*** Block opens ***

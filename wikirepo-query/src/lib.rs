//! Time-indexed property queries over Wikidata entities.
//!
//! Responsibilities:
//! - Read claim values and decide which time buckets they apply to.
//! - Expand locations into their contained territories.
//! - Assemble per-property tables and join them into one result.
//!
//! Boundaries:
//! - Entities come from an [`EntityCache`](wikirepo_core::EntityCache); no
//!   network or filesystem access happens here.
//! - Properties are declared in the [`PropertyRegistry`], not in code paths.
//!
//! Invariants:
//! - Input entity order and claim order are preserved in every output.
//! - Missing or malformed data becomes [`Scalar::Missing`](wikirepo_core::Scalar),
//!   never an error.
#![forbid(unsafe_code)]

mod error;
mod extract;
pub mod location;
mod query;
mod registry;
mod span;
pub mod table;
pub mod timeline;
mod topic;

pub use error::QueryError;
pub use extract::{SubProperty, extract_value, main_entity_ref, main_value};
pub use location::{
    LocationError, LocationNode, LocationTree, Locations, NodeId, SubLocationFilter,
    expand_locations,
};
pub use query::{PropertySelection, QueryRequest, QuerySession, query, query_at};
pub use registry::{Category, Output, PostProcess, PropertyRegistry, PropertySpec, RegistryError};
pub use span::intersect;
pub use table::{Table, TableError};
pub use topic::{TopicResolution, resolve_topic};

*** Block closes ***

__EXERCISE__
Gather every line from the entries above where the word "claim" appears, and copy them.

__ANSWER TO THIS PROBLEM__
//! - Read claim values and decide which time buckets they apply to.
//! - Input entity order and claim order are preserved in every output.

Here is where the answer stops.